A group of the country’s best-known charities faces a financial shortfall of over £150m this year, even after government coronavirus support, cost-cutting measures and emergency fundraising are taken into account.
The analysis, outlined in a paper by the think tank NPC, is based on projections for the financial year 2020-21 for 17 household-name charities. It builds on private research into the long-term impact of the coronavirus pandemic which had already been shared with the Treasury.
The charities, which worked with NPC on the condition of anonymity, have annual incomes ranging from £1m to £300m.
Accessing emergency help
NPC says that the charities in its sample received a total of £43.75m from government sources to help with the effect of the coronavirus, including grants from the Treasury funding package announced in April. Many charities are still waiting on the outcome of further applications for those funds.

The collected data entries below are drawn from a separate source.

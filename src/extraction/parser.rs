use lazy_static::lazy_static;
use log::debug;
use regex::Regex;

use crate::extraction::date::normalize_expiry_date;

lazy_static! {
    /// Anchors for the certificate number: the document-type keyword (with
    /// its most common misread) or the word CERTIFICADO, followed by an
    /// optional "N" label, an optional series letter, and the digit run.
    /// Ordered by specificity; the first pattern with a hit wins.
    static ref DOCUMENT_NUMBER_PATTERNS: Vec<Regex> = vec![
        Regex::new(r"C[I1]PP\s+(?:N[ºO0]?\s+)?((?:[A-Z]\s+)?\d{4,})").unwrap(),
        Regex::new(r"CERTIFICADO\s+(?:N[ºO0]?\s+)?((?:[A-Z]\s+)?\d{4,})").unwrap(),
    ];

    /// Slash-separated date with OCR slack: the day tolerates digit-shaped
    /// letters, the month tolerates letters and digits, the year is 2 or 4
    /// digits.
    static ref DATE_PATTERN: Regex =
        Regex::new(r"([0-9OISZ]{1,2})\s*/\s*([A-Z0-9]{3,4}|\d{1,2})\s*/\s*(\d{4}|\d{2})").unwrap();
}

/// Flattens raw OCR output into a single searchable line: everything that is
/// not alphanumeric, a space, or a slash becomes a space, runs of whitespace
/// collapse, and the result is uppercased. Slashes survive because dates
/// depend on them.
pub fn clean_ocr_text(raw: &str) -> String {
    let mapped: String = raw
        .chars()
        .map(|c| {
            if c.is_alphanumeric() || c == '/' {
                c
            } else {
                ' '
            }
        })
        .collect();
    mapped
        .split_whitespace()
        .collect::<Vec<_>>()
        .join(" ")
        .to_uppercase()
}

/// Finds the certificate number in cleaned text. The series letter and any
/// spacing are stripped: the stored number is digits only.
pub fn extract_document_number(text: &str) -> Option<String> {
    for pattern in DOCUMENT_NUMBER_PATTERNS.iter() {
        if let Some(caps) = pattern.captures(text) {
            let digits: String = caps[1].chars().filter(|c| c.is_ascii_digit()).collect();
            if !digits.is_empty() {
                debug!("document number {:?} from match {:?}", digits, &caps[1]);
                return Some(digits);
            }
        }
    }
    None
}

/// Finds the expiry date in cleaned text and normalizes it to `DD/MM/YYYY`.
/// Certificates print the issue date before the validity date, so the last
/// date on the page is the one that counts.
pub fn extract_expiry_date(text: &str) -> Option<String> {
    let last = DATE_PATTERN.captures_iter(text).last()?;
    let normalized = normalize_expiry_date(&last[1], &last[2], &last[3]);
    if normalized.is_none() {
        debug!(
            "date-shaped text {:?}/{:?}/{:?} did not normalize to a real date",
            &last[1], &last[2], &last[3]
        );
    }
    normalized
}
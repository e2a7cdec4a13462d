use log::{info, warn};

use crate::config::{PortalConfig, TimingConfig};
use crate::portal::driver::BrowserDriver;
use crate::portal::selectors;
use crate::utils::RenewalError;

/// Walks the candidate list views in order and opens the detail page of the
/// vehicle whose plate matches. Returns the name of the view that held it.
///
/// A view whose table never appears simply has no rows; that is expected for
/// a fleet with nothing expired and moves the search on to the next view.
/// Only exhausting every view is an error.
pub async fn find_vehicle(
    driver: &mut dyn BrowserDriver,
    portal: &PortalConfig,
    timing: &TimingConfig,
    plate: &str,
) -> Result<String, RenewalError> {
    let plate_upper = plate.trim().to_uppercase();
    let mut views: Vec<(&str, &str)> = vec![
        ("expired", portal.expired_list_url.as_str()),
        ("expiring-soon", portal.expiring_list_url.as_str()),
    ];
    if let Some(all) = &portal.all_vehicles_url {
        views.push(("all-vehicles", all.as_str()));
    }

    for (view_name, url) in &views {
        info!("searching for plate {} in the {} view", plate, view_name);
        if let Err(e) = driver.goto(url).await {
            warn!("could not open the {} view: {}", view_name, e);
            continue;
        }
        if driver
            .wait_visible(selectors::VEHICLE_TABLE, timing.table_timeout())
            .await
            .is_err()
        {
            info!("no vehicle table in the {} view", view_name);
            continue;
        }

        let rows = driver
            .count(selectors::VEHICLE_ROWS)
            .await
            .map_err(|e| RenewalError::Navigation(format!("failed to read vehicle rows: {}", e)))?;
        for row in 0..rows {
            let cells = driver
                .texts_within(selectors::VEHICLE_ROWS, row, selectors::VEHICLE_PLATE_CELL)
                .await
                .map_err(|e| {
                    RenewalError::Navigation(format!("failed to read plate cell: {}", e))
                })?;
            let cell_plate = cells.first().map(|s| s.trim().to_uppercase());
            let matched = cell_plate
                .as_deref()
                .is_some_and(|cell| cell.contains(&plate_upper));
            if !matched {
                continue;
            }

            info!("plate {} found in the {} view, opening it", plate, view_name);
            driver
                .click_within(selectors::VEHICLE_ROWS, row, selectors::VEHICLE_EDIT_LINK)
                .await
                .map_err(|e| {
                    RenewalError::Navigation(format!("failed to open the vehicle row: {}", e))
                })?;
            driver
                .wait_visible(selectors::CERTIFICATES_TAB, timing.step_timeout())
                .await
                .map_err(|e| {
                    RenewalError::Navigation(format!("vehicle detail page never loaded: {}", e))
                })?;
            return Ok(view_name.to_string());
        }
    }

    let searched: Vec<&str> = views.iter().map(|(name, _)| *name).collect();
    Err(RenewalError::NotFound(format!(
        "vehicle with plate {} not found in views: {}",
        plate,
        searched.join(", ")
    )))
}
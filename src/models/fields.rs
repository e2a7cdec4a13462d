/// Fields extracted from a scanned certificate document.
///
/// Produced once per invocation by the field extractor and consumed once by
/// the submission step. Extraction is all-or-nothing: a document that yields
/// only one of the two fields fails the whole record.
#[derive(Debug, Clone, PartialEq, Eq)]
pub struct ExtractedFields {
    /// Certificate document number, digits only.
    pub document_number: String,
    /// Expiry date in canonical DD/MM/YYYY form.
    pub expiry_date: String,
}

/// One certificate section discovered at runtime on the vehicle detail page.
///
/// The portal numbers the block's form fields dynamically, so the field id
/// suffix is deliberately absent here: it must be read from a live attribute
/// of the block's own inputs immediately before filling.
#[derive(Debug, Clone)]
pub struct CertificateBlock {
    /// Position within the enumerated certificate blocks.
    pub index: usize,
    pub displayed_name: String,
    pub is_expired: bool,
}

The paper warns that, despite these charities taking “significant action” to address financial problems caused by the pandemic, including using the government’s furlough scheme, making some staff redundant and bringing in money through urgent fundraising drives, they still face a funding gap running to hundreds of millions of pounds.

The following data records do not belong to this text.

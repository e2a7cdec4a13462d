use std::path::{Path, PathBuf};
use std::time::Duration;

use serde::{Deserialize, Serialize};

use crate::utils::RenewalError;

const PORTAL_BASE: &str = "https://sites.redeipiranga.com.br/WAPortranNew";

/// Portal credentials, read from the environment.
#[derive(Debug, Clone)]
pub struct Credentials {
    pub user: String,
    pub password: String,
}

impl Credentials {
    pub const USER_VAR: &'static str = "PORTRAN_USER";
    pub const PASSWORD_VAR: &'static str = "PORTRAN_PASSWORD";

    /// Reads `PORTRAN_USER` / `PORTRAN_PASSWORD`. Absent or empty values are
    /// an authentication error: the engine must not reach the portal without
    /// both.
    pub fn from_env() -> Result<Self, RenewalError> {
        let user = std::env::var(Self::USER_VAR).ok().filter(|v| !v.is_empty());
        let password = std::env::var(Self::PASSWORD_VAR)
            .ok()
            .filter(|v| !v.is_empty());
        match (user, password) {
            (Some(user), Some(password)) => Ok(Credentials { user, password }),
            _ => Err(RenewalError::Authentication(format!(
                "{} and {} must be set in the environment",
                Self::USER_VAR,
                Self::PASSWORD_VAR
            ))),
        }
    }
}

/// Addresses and switches for the operator portal and the WebDriver endpoint.
/// These are configuration values, not protocol: any portal exposing the same
/// page structure works.
#[derive(Debug, Clone, Serialize, Deserialize)]
#[serde(default)]
pub struct PortalConfig {
    /// WebDriver endpoint (chromedriver/geckodriver).
    pub webdriver_url: String,
    pub headless: bool,
    pub login_url: String,
    /// Post-login success signal: the browser must land here.
    pub dashboard_url: String,
    /// Vehicle list filtered to expired documents.
    pub expired_list_url: String,
    /// Vehicle list filtered to documents expiring soon.
    pub expiring_list_url: String,
    /// Optional unfiltered list, searched as a last resort when set.
    pub all_vehicles_url: Option<String>,
    /// URL fragment that confirms the page-level save redirected back to the
    /// vehicle list.
    pub vehicle_list_fragment: String,
}

impl Default for PortalConfig {
    fn default() -> Self {
        PortalConfig {
            webdriver_url: "http://localhost:4444".to_string(),
            headless: true,
            login_url: format!("{PORTAL_BASE}/usuario/exibir"),
            dashboard_url: format!("{PORTAL_BASE}/dashboard/index"),
            expired_list_url: format!(
                "{PORTAL_BASE}/veiculo/index?situacoesDocumentos=2&status=1,2,3,4,7"
            ),
            expiring_list_url: format!(
                "{PORTAL_BASE}/veiculo/index?situacoesDocumentos=3&status=1,2,3,4,7"
            ),
            all_vehicles_url: None,
            vehicle_list_fragment: "/veiculo/index".to_string(),
        }
    }
}

/// Nested timeouts for the portal workflow. Individual waits stay well inside
/// the overall deadline so a stuck step fails the step, not the whole driver.
#[derive(Debug, Clone, Copy, Serialize, Deserialize)]
#[serde(default)]
pub struct TimingConfig {
    /// Bound on the whole login-through-save workflow.
    pub overall_deadline_secs: u64,
    /// Default bound for a single navigation or element wait.
    pub step_timeout_secs: u64,
    /// Bound for the vehicle results table to appear; non-appearance means
    /// "no rows in this view", not an error.
    pub table_timeout_secs: u64,
    /// First, fail-fast wait for the post-login dashboard redirect.
    pub dashboard_short_secs: u64,
    /// Second dashboard wait after recovering from the transient error page.
    pub dashboard_long_secs: u64,
    /// Pause before reloading when the transient error page is detected.
    pub login_recovery_pause_secs: u64,
}

impl Default for TimingConfig {
    fn default() -> Self {
        TimingConfig {
            overall_deadline_secs: 90,
            step_timeout_secs: 60,
            table_timeout_secs: 30,
            dashboard_short_secs: 15,
            dashboard_long_secs: 60,
            login_recovery_pause_secs: 5,
        }
    }
}

impl TimingConfig {
    pub fn overall_deadline(&self) -> Duration {
        Duration::from_secs(self.overall_deadline_secs)
    }

    pub fn step_timeout(&self) -> Duration {
        Duration::from_secs(self.step_timeout_secs)
    }

    pub fn table_timeout(&self) -> Duration {
        Duration::from_secs(self.table_timeout_secs)
    }

    pub fn dashboard_short(&self) -> Duration {
        Duration::from_secs(self.dashboard_short_secs)
    }

    pub fn dashboard_long(&self) -> Duration {
        Duration::from_secs(self.dashboard_long_secs)
    }

    pub fn login_recovery_pause(&self) -> Duration {
        Duration::from_secs(self.login_recovery_pause_secs)
    }
}

/// Fractional region of interest on a rendered page, all values in 0.0..=1.0.
#[derive(Debug, Clone, Copy, Serialize, Deserialize)]
pub struct OcrRegion {
    pub x: f32,
    pub y: f32,
    pub width: f32,
    pub height: f32,
}

/// Knobs for the OCR field-extraction pipeline.
#[derive(Debug, Clone, Serialize, Deserialize)]
#[serde(default)]
pub struct ExtractionConfig {
    /// Render resolution for PDF pages. Small printed fields need at least
    /// 300 DPI to recognize reliably.
    pub dpi: u32,
    /// Tesseract language model.
    pub language: String,
    /// Regions of interest to OCR instead of the whole page. Empty means
    /// whole-page recognition.
    pub regions: Vec<OcrRegion>,
    pub deskew: bool,
}

impl Default for ExtractionConfig {
    fn default() -> Self {
        ExtractionConfig {
            dpi: 300,
            language: "por".to_string(),
            regions: Vec::new(),
            deskew: true,
        }
    }
}

/// Attempt-lifecycle settings owned by the engine.
#[derive(Debug, Clone, Serialize, Deserialize)]
#[serde(default)]
pub struct EngineConfig {
    /// Attempt ceiling: a record whose incremented attempt count exceeds this
    /// is permanently failed without touching the browser.
    pub max_attempts: u32,
    /// Where diagnostic screenshots are written.
    pub artifacts_dir: PathBuf,
}

impl Default for EngineConfig {
    fn default() -> Self {
        EngineConfig {
            max_attempts: 3,
            artifacts_dir: PathBuf::from("logs"),
        }
    }
}

#[derive(Debug, Clone, Default, Serialize, Deserialize)]
#[serde(default)]
pub struct Config {
    pub portal: PortalConfig,
    pub timing: TimingConfig,
    pub extraction: ExtractionConfig,
    pub engine: EngineConfig,
}

impl Config {
    /// Loads configuration from a JSON file; missing keys keep their
    /// defaults.
    pub fn from_file(path: &Path) -> Result<Self, RenewalError> {
        let raw = std::fs::read_to_string(path).map_err(|e| {
            RenewalError::Config(format!("failed to read config {}: {}", path.display(), e))
        })?;
        serde_json::from_str(&raw).map_err(|e| {
            RenewalError::Config(format!("failed to parse config {}: {}", path.display(), e))
        })
    }
}

/// Tests touching `PORTRAN_USER`/`PORTRAN_PASSWORD` serialize through this
/// lock; the environment is process-global and cargo runs tests in parallel.
#[cfg(test)]
pub(crate) fn lock_credentials_env() -> std::sync::MutexGuard<'static, ()> {
    static LOCK: std::sync::Mutex<()> = std::sync::Mutex::new(());
    LOCK.lock().unwrap_or_else(|e| e.into_inner())
}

NPC estimates that the total financial shortfall facing these charities was between £220m and £290m in this financial year before they took steps to address the impact of the coronavirus, and between £155m and £200m after they had acted.
Trying to close the gap
The paper says: “Even with government support and cost cutting, this sample of some of Britain’s largest charities were on average only able to close the gaping hole in their finances by just 38%.

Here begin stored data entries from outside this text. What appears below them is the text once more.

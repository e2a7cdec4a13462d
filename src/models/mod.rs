pub mod fields;
pub mod record;

pub use fields::{CertificateBlock, ExtractedFields};
pub use record::{CertificateRecord, CertificateStatus};
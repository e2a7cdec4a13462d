use image::imageops::{self, FilterType};
use image::{DynamicImage, GrayImage, Luma};
use imageproc::contrast::{equalize_histogram, otsu_level, threshold};
use imageproc::edges::canny;
use imageproc::filter::{gaussian_blur_f32, median_filter};
use imageproc::geometric_transformations::{rotate_about_center, Interpolation};
use imageproc::hough::{detect_lines, LineDetectionOptions};
use log::debug;

/// Line detection runs on a copy scaled down to this width; skew angles are
/// scale-invariant and full-resolution Hough is far too slow.
const DETECTION_WIDTH: u32 = 1000;

/// Lines deviating more than this from horizontal are table rules or page
/// borders, not skewed text.
const MAX_SKEW_DEGREES: f32 = 15.0;

/// Below this the rotation would resample the page for no OCR gain.
const MIN_CORRECTION_DEGREES: f32 = 0.5;

/// Normalizes a rendered certificate page for OCR: grayscale, deskew,
/// denoise, contrast stretch, binarize, in that order.
pub struct PageNormalizer {
    deskew_enabled: bool,
}

impl PageNormalizer {
    pub fn new(deskew_enabled: bool) -> Self {
        PageNormalizer { deskew_enabled }
    }

    pub fn normalize(&self, page: &DynamicImage) -> GrayImage {
        let mut gray = page.grayscale().to_luma8();

        if self.deskew_enabled {
            if let Some(skew) = Self::detect_skew_angle(&gray) {
                debug!("correcting page skew of {:.1} degrees", skew);
                gray = rotate_about_center(
                    &gray,
                    -skew.to_radians(),
                    Interpolation::Bilinear,
                    Luma([255u8]),
                );
            }
        }

        let denoised = median_filter(&gray, 1, 1);
        let smoothed = gaussian_blur_f32(&denoised, 1.0);
        let equalized = equalize_histogram(&smoothed);
        let level = otsu_level(&equalized);
        threshold(&equalized, level)
    }

    /// Measures page skew in degrees, positive meaning the content is
    /// rotated clockwise. Returns `None` when no near-horizontal structure
    /// is found or the deviation is too small to bother correcting.
    fn detect_skew_angle(gray: &GrayImage) -> Option<f32> {
        let (width, height) = gray.dimensions();
        if width == 0 || height == 0 {
            return None;
        }

        let detection = if width > DETECTION_WIDTH {
            let scaled_height =
                ((height as f32 * DETECTION_WIDTH as f32 / width as f32).round() as u32).max(1);
            imageops::resize(gray, DETECTION_WIDTH, scaled_height, FilterType::Triangle)
        } else {
            gray.clone()
        };

        let edges = canny(&detection, 50.0, 100.0);
        let options = LineDetectionOptions {
            vote_threshold: detection.width() / 4,
            suppression_radius: 8,
        };
        let lines = detect_lines(&edges, options);

        // Horizontal structure sits at a polar angle of 90 degrees; the
        // median deviation across all near-horizontal lines is the skew.
        let mut deviations: Vec<f32> = lines
            .iter()
            .map(|line| line.angle_in_degrees as f32 - 90.0)
            .filter(|d| d.abs() <= MAX_SKEW_DEGREES)
            .collect();
        if deviations.is_empty() {
            return None;
        }
        deviations.sort_by(|a, b| a.total_cmp(b));
        let median = deviations[deviations.len() / 2];

        (median.abs() >= MIN_CORRECTION_DEGREES).then_some(median)
    }
}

“It is unlikely that will be enough, which means philanthropists and government need to continue working together to keep charities serving the people who need them.”
Contracts and fundraising
The paper says that charities in this group which held local and national government contracts “generally face a more positive picture on income”.
Voluntary organisations delivering large national contracts have previously conceded that they may still need to ask government for additional financial help in the future, however.
Charities mainly dependent on fundraising and trading face “much more significant losses”, NPC adds.
Dan Corry: Financial hit 'will severely hinder' charities
Dan Corry, chief executive of NPC, said: “NPC's analysis shows the scale of the financial challenge faced by some of our biggest, household-name charities.”
He added that, instead of trying to estimate overall losses to the sector, NPC had “undertaken detailed, focused work, looking charity-by-charity at some of our most Covid-crucial, major national charities”.
Corry said: “This work, taking into account the individual financial situation of the charities, alongside support from the furlough scheme and of cost cutting and other measures – including redundancy, fundraising drives, and money received so far as part of the government’s bailout – finds this group of charities only being able to make up an average of 30% of their forecast financial shortfall.
“Shortfalls on this scale will severely hinder the ability of these charities to support the public, something needed now and through the expected coming recession.
“This shows that more support for these charities – as well as thousands of other, smaller ones – is needed, and builds on the mounting evidence that certain kinds of charities particularly in trouble: those relying on public fundraising and trading.”